Alcohol is a legal drug and classified by the International Agency for Research on Cancer as a group 1 carcinogen linked to 7 cancers[1]. Alcohol is also one of the key risk factors for Non-Communicable Diseases (NCDs)[2] as well as road crashes and interpersonal violence. As Professor of Community Medicine and Health Care at the University of Connecticut, Thomas Babor has noted, alcohol is therefore ‘no ordinary commodity’ and requires effective regulation. Consuming alcohol is a choice. Within democracy, choice is a fundamental right. But democracy also comes with basic rules of governance. All businesses, therefore, whether they sell alcohol or not, should be required to follow basic business rules such as having a business license, a health and safety certificate with opening and closing hours and paying taxes.

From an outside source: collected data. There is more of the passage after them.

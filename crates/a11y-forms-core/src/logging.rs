//! Logging integration for the a11y-forms crates.
//!
//! Provides helpers for configuring [`tracing`]-based logging from
//! [`Settings`](crate::settings::Settings) and for creating per-form spans.

use crate::settings::Settings;

/// Sets up the global tracing subscriber based on the given settings.
///
/// The filter is read from `settings.log_level` (e.g. "debug", "info",
/// "`a11y_forms=trace`"). In debug mode a pretty, human-readable format is
/// used; otherwise a structured JSON format is used.
///
/// Installing a subscriber twice is not an error; the second call is ignored.
pub fn setup_logging(settings: &Settings) {
    use tracing_subscriber::fmt;
    use tracing_subscriber::EnvFilter;

    let filter = EnvFilter::try_new(&settings.log_level).unwrap_or_else(|_| EnvFilter::new("info"));

    if settings.debug {
        fmt::Subscriber::builder()
            .with_env_filter(filter)
            .with_target(true)
            .with_thread_ids(false)
            .with_file(true)
            .with_line_number(true)
            .pretty()
            .try_init()
            .ok();
    } else {
        fmt::Subscriber::builder()
            .with_env_filter(filter)
            .with_target(true)
            .json()
            .try_init()
            .ok();
    }
}

/// Creates a tracing span covering the rendering of one form.
///
/// # Examples
///
/// ```
/// use a11y_forms_core::logging::render_span;
///
/// let span = render_span("address");
/// let _guard = span.enter();
/// tracing::debug!("rendering fields");
/// ```
pub fn render_span(form_name: &str) -> tracing::Span {
    tracing::debug_span!("render_form", form = form_name)
}
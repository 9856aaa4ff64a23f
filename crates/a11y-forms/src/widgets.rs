//! Primitive input rendering.
//!
//! The accessible renderer never writes `<input>` elements itself. It asks a
//! [`Primitives`] implementation for the bare input (or radio option) and
//! decorates what comes back with labels, legends, and error text.
//! [`HtmlPrimitives`] is the built-in implementation; applications embedding
//! the renderer in a larger framework can plug in that framework's own input
//! rendering instead.

use std::collections::BTreeMap;
use std::fmt;

use a11y_forms_core::utils::text::{escape_attr, escape_text};

use crate::field::RadioOption;
use crate::markup::SafeHtml;

/// The input type used when [`InputOptions`] does not name one.
pub const DEFAULT_INPUT_TYPE: &str = "text";

/// Pass-through options for a primitive input.
///
/// The accessible renderer only ever reads and sets the `id` (and, when
/// errors are described through ARIA, the `aria-*` attributes); everything
/// else is handed to the [`Primitives`] implementation untouched.
#[derive(Debug, Clone, Default, PartialEq, Eq)]
pub struct InputOptions {
    input_type: Option<String>,
    attrs: BTreeMap<String, String>,
}

impl InputOptions {
    /// Creates an empty set of options (a plain text input).
    pub fn new() -> Self {
        Self::default()
    }

    /// Sets the `type` attribute (`email`, `password`, ...).
    #[must_use]
    pub fn input_type(mut self, input_type: impl Into<String>) -> Self {
        self.input_type = Some(input_type.into());
        self
    }

    /// Sets an explicit `id`, overriding the generated one.
    #[must_use]
    pub fn id(self, id: impl Into<String>) -> Self {
        self.attr("id", id)
    }

    /// Sets the `value` attribute.
    #[must_use]
    pub fn value(self, value: impl Into<String>) -> Self {
        self.attr("value", value)
    }

    /// Sets the `placeholder` attribute.
    #[must_use]
    pub fn placeholder(self, placeholder: impl Into<String>) -> Self {
        self.attr("placeholder", placeholder)
    }

    /// Sets the `class` attribute.
    #[must_use]
    pub fn class(self, class: impl Into<String>) -> Self {
        self.attr("class", class)
    }

    /// Sets a boolean attribute such as `required` (`required="required"`).
    #[must_use]
    pub fn flag(self, name: &str) -> Self {
        self.attr(name, name)
    }

    /// Sets an arbitrary attribute. `type` and `name` are ignored here; the
    /// type goes through [`input_type`](Self::input_type) and the name
    /// always comes from the field.
    #[must_use]
    pub fn attr(mut self, key: impl Into<String>, value: impl Into<String>) -> Self {
        let key = key.into();
        if key != "type" && key != "name" {
            self.attrs.insert(key, value.into());
        }
        self
    }

    /// Sets an attribute only when it is not already present.
    #[must_use]
    pub fn attr_or_keep(mut self, key: &str, value: impl Into<String>) -> Self {
        if !self.attrs.contains_key(key) {
            self = self.attr(key, value);
        }
        self
    }

    /// Returns the input type, defaulting to `text`.
    pub fn get_input_type(&self) -> &str {
        self.input_type.as_deref().unwrap_or(DEFAULT_INPUT_TYPE)
    }

    /// Returns an attribute value, if set.
    pub fn get(&self, key: &str) -> Option<&str> {
        self.attrs.get(key).map(String::as_str)
    }

    /// Iterates over attributes in sorted key order.
    pub fn attrs(&self) -> impl Iterator<Item = (&str, &str)> {
        self.attrs.iter().map(|(k, v)| (k.as_str(), v.as_str()))
    }
}

/// The "render primitive" collaborator wrapped by the accessible renderer.
///
/// Implementations must return markup that is already HTML-escaped.
pub trait Primitives: Send + Sync + fmt::Debug {
    /// Renders a bare input element for `name`.
    fn render_input(&self, name: &str, options: &InputOptions) -> SafeHtml;

    /// Renders one radio option: an `<input type="radio">` with the given
    /// `id`, immediately followed by its own `<label for="{id}">`.
    fn render_radio_option(
        &self,
        name: &str,
        option: &RadioOption,
        id: &str,
        checked: bool,
    ) -> SafeHtml;
}

/// Formats attributes into a string like ` key="value" key2="value2"`.
fn render_attrs<'a>(attrs: impl Iterator<Item = (&'a str, &'a str)>) -> String {
    attrs
        .map(|(k, v)| format!(r#" {k}="{}""#, escape_attr(v)))
        .collect()
}

/// Plain HTML rendering of inputs and radio options.
///
/// Attributes are written in sorted order so identical options always
/// produce identical markup.
#[derive(Debug, Clone, Copy, Default)]
pub struct HtmlPrimitives;

impl Primitives for HtmlPrimitives {
    fn render_input(&self, name: &str, options: &InputOptions) -> SafeHtml {
        SafeHtml::from_trusted(format!(
            r#"<input type="{}" name="{}"{} />"#,
            escape_attr(options.get_input_type()),
            escape_attr(name),
            render_attrs(options.attrs())
        ))
    }

    fn render_radio_option(
        &self,
        name: &str,
        option: &RadioOption,
        id: &str,
        checked: bool,
    ) -> SafeHtml {
        let id = escape_attr(id);
        let checked_attr = if checked { r#" checked="checked""# } else { "" };
        SafeHtml::from_trusted(format!(
            r#"<input type="radio" name="{}" id="{id}" value="{}"{checked_attr} /><label for="{id}">{}</label>"#,
            escape_attr(name),
            escape_attr(&option.value),
            escape_text(&option.display_text)
        ))
    }
}
//! Catalog: the loaded item registry, category tree and presets.
//!
//! A [`Catalog`] only exists once a load pass has finished (parse, register,
//! build tree, cross-link), so selection queries can never see a partially
//! built registry. [`Catalog::reload`] builds a complete replacement before
//! swapping it in; if the new load fails the old catalog is left untouched.

use std::path::Path;

use tracing::{debug, info, warn};

use crate::config::CatalogConfig;
use crate::discovery::{discover, DefinitionSource};
use crate::error::{CatalogError, Result};
use crate::item::{Commands, ItemDefinition};
use crate::preset::{Preset, PresetRegistry, PresetReport};
use crate::registry::ItemRegistry;
use crate::selection::{Decision, ResolutionPolicy, SelectionMachine};
use crate::tree::CategoryTree;
use crate::types::CheckState;

/// Collects definitions before the tree is built
#[derive(Debug, Default)]
pub struct CatalogBuilder {
    items: ItemRegistry,
    presets: PresetRegistry,
}

impl CatalogBuilder {
    pub fn new() -> Self {
        Self::default()
    }

    /// Add an item definition; returns the number of replicas registered
    /// (0 if the text was skipped as unparsable or incomplete).
    ///
    /// # Errors
    ///
    /// - `Definition(DuplicateCommand)` for a repeated command name
    /// - `Registry(ConflictingDependencies)` if an earlier definition with
    ///   the same id declares different dependencies
    pub fn add_item_text(&mut self, text: &str, cwd: &Path) -> Result<usize> {
        let Some(definition) = ItemDefinition::parse(text)? else {
            return Ok(0);
        };
        let replicas = definition.into_replicas(cwd);
        let count = replicas.len();
        for replica in replicas {
            self.items.register(replica)?;
        }
        Ok(count)
    }

    /// Read and add one discovered item file. Unreadable files are skipped.
    pub fn add_item_source(&mut self, source: &DefinitionSource) -> Result<usize> {
        let text = match std::fs::read_to_string(&source.path) {
            Ok(text) => text,
            Err(e) => {
                warn!("Skipping unreadable item file {:?}: {}", source.path, e);
                return Ok(0);
            }
        };
        self.add_item_text(&text, &source.dir).inspect_err(|e| {
            warn!("Failed to load item file {:?}: {}", source.path, e);
        })
    }

    /// Add a preset definition; `false` if skipped or a duplicate id
    pub fn add_preset_text(&mut self, text: &str) -> bool {
        Preset::parse(text).is_some_and(|preset| self.presets.register(preset))
    }

    /// Read and add one discovered preset file
    pub fn add_preset_source(&mut self, source: &DefinitionSource) -> bool {
        match std::fs::read_to_string(&source.path) {
            Ok(text) => self.add_preset_text(&text),
            Err(e) => {
                warn!("Skipping unreadable preset file {:?}: {}", source.path, e);
                false
            }
        }
    }

    /// Build the category tree and cross-link dependents
    pub fn build(mut self) -> Catalog {
        let tree = CategoryTree::build(&mut self.items);
        Catalog {
            items: self.items,
            tree,
            presets: self.presets,
            config: None,
        }
    }
}

/// One checked item in the install plan
#[derive(Debug, Clone, PartialEq, Eq)]
pub struct PlannedItem<'a> {
    pub id: &'a str,
    pub name: &'a str,
    pub cwd: &'a Path,
    pub commands: &'a Commands,
}

/// A fully loaded set of items and presets
#[derive(Debug, Clone)]
pub struct Catalog {
    items: ItemRegistry,
    tree: CategoryTree,
    presets: PresetRegistry,
    config: Option<CatalogConfig>,
}

impl Catalog {
    /// Discover, parse and assemble everything `config` points at, then
    /// apply the default preset if one is configured and present.
    pub fn load(config: &CatalogConfig) -> Result<Self> {
        config
            .validate()
            .map_err(|e| CatalogError::config(e.to_string()))?;

        let mut builder = CatalogBuilder::new();

        let item_sources = discover(&config.items_dir, &config.item_extension);
        let mut replicas = 0;
        for source in &item_sources {
            replicas += builder.add_item_source(source)?;
        }

        for source in discover(&config.presets_dir, &config.preset_extension) {
            builder.add_preset_source(&source);
        }

        let mut catalog = builder.build();
        catalog.config = Some(config.clone());
        info!(
            "Loaded {} item(s) ({} replicas from {} file(s)), {} categories, {} preset(s)",
            catalog.items.len(),
            replicas,
            item_sources.len(),
            catalog.tree.category_count(),
            catalog.presets.len()
        );

        if let Some(default) = &config.default_preset {
            if catalog.presets.contains(default) {
                match catalog.apply_preset(default) {
                    Ok(_) => debug!("Default preset '{}' applied", default),
                    Err(e) => warn!("Default preset not applied: {}", e),
                }
            }
        }

        Ok(catalog)
    }

    /// Replace this catalog with a fresh load of the same configuration.
    ///
    /// On error the current catalog is kept as it was.
    pub fn reload(&mut self) -> Result<()> {
        let config = self.config.as_ref().ok_or_else(|| {
            CatalogError::config("catalog was not loaded from a configuration")
        })?;
        let fresh = Self::load(config)?;
        *self = fresh;
        Ok(())
    }

    pub fn items(&self) -> &ItemRegistry {
        &self.items
    }

    pub fn tree(&self) -> &CategoryTree {
        &self.tree
    }

    pub fn presets(&self) -> &PresetRegistry {
        &self.presets
    }

    pub fn config(&self) -> Option<&CatalogConfig> {
        self.config.as_ref()
    }

    /// Guarded access to the checked state
    pub fn selection(&mut self) -> SelectionMachine<'_> {
        SelectionMachine::new(&mut self.items, &self.tree)
    }

    /// Shortcut for `selection().request(..)`
    pub fn request(
        &mut self,
        id: &str,
        state: CheckState,
        policy: ResolutionPolicy,
    ) -> Result<Decision> {
        Ok(self.selection().request(id, state, policy)?)
    }

    /// Apply a preset by id (direct writes, no confirmations; radio groups
    /// stay exclusive)
    pub fn apply_preset(&mut self, id: &str) -> Result<PresetReport> {
        Ok(self.presets.apply(id, &mut self.items, &self.tree)?)
    }

    /// Checked items in registration order with what would be run for them
    pub fn install_plan(&self) -> Vec<PlannedItem<'_>> {
        self.items
            .checked_ids()
            .into_iter()
            .filter_map(|id| self.items.first(id))
            .map(|item| PlannedItem {
                id: &item.id,
                name: &item.name,
                cwd: &item.cwd,
                commands: &item.commands,
            })
            .collect()
    }
}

And this is the challenge for Southern Africa – ensuring effective regulation of liquor retail.
The South African Alcohol Policy Alliance supports increased restriction of alcohol availability in line with the World Health Organisation Global strategy to reduce harmful use of alcohol of 2010[3], reiterated by the SAFER initiative of 2018[4], as a means to reduce alcohol-related health and social harm. The ‘Saving lives, spending less’ methodology report costed the implementation of the WHO ‘16 best buys’[5] concluding that these 16 best buys to reduce the cost of NDCs to health systems, inclusive of fiscal measures, policy and clinical interventions would require only a small, annual investment of $1.27 per capita.[6]
In the Southern African region, the legal and prolific illegal liquor outlets, especially in residential areas, makes alcohol available 24/7. The Global Status Report on Alcohol and Health of 2018[7] highlighted that on average the region still has almost 50% of people not drinking. Increasing availability of alcohol and promoting consumption in Southern Africa therefore is strategic for the alcohol industry’s profit imperative.
SAAPA supports the ban or restrictions on alcohol sales during Covid-19 lockdown
Governments in Southern Africa made the right choice to ban or restrict availability of alcohol during their lockdown periods. SAAPA supported these decisions for 3 key reasons. Firstly, most people access alcohol where they live, from shebeens which are too small to promote physical distancing and do not have running water or ablution facilities to ensure hygiene.
Secondly, the well documented binge drinking culture results in intoxication that has been shown to impact on inhibitions and judgement which could lead to drinkers not following COVID-19 protective measures. It is also the norm for drinkers to share drinking bottles and glasses which again would make them vulnerable. And thirdly, the fragile health systems needed to be ‘freed’ up.
Alcohol availability would therefore have taken people out of their homes, going against the very message of ‘Stay Home’ in the attempt to contain the Covid-19. Of course, this was resisted especially by small retailers. In Lesotho liquor traders joined other small businesses to lobby government to make concessions or provide financial aid. In South Africa the Gauteng Liquor Forum with a membership of 20 000, many of whom is illegal, threatened legal action. However, the public health imperative reigned.
Benefits and lessons from the ban on alcohol sales
The ban on alcohol sales have shown benefits and valuable lessons for regulation. The health system has had fewer alcohol attributable hospital admissions. For example, Groote Schuur Hospital in Cape Town, South Africa has reported 66% less trauma admissions. Professor Charles Parry, Director of the Alcohol, Tobacco & Other Drug Research Unit, South African Medical Research Council, and colleagues have calculated that 15 lives are being saved everyday from alcohol-related fatalities as a result on the ban on liqour sales in South Africa during the Covid-19 lockdown. On the other side, and disturbingly, homebrew increased its market. In Botswana, police clamped down on this in rural areas. People were also willing to pay more for the price of a beer with reports as high as M45 in Lesotho.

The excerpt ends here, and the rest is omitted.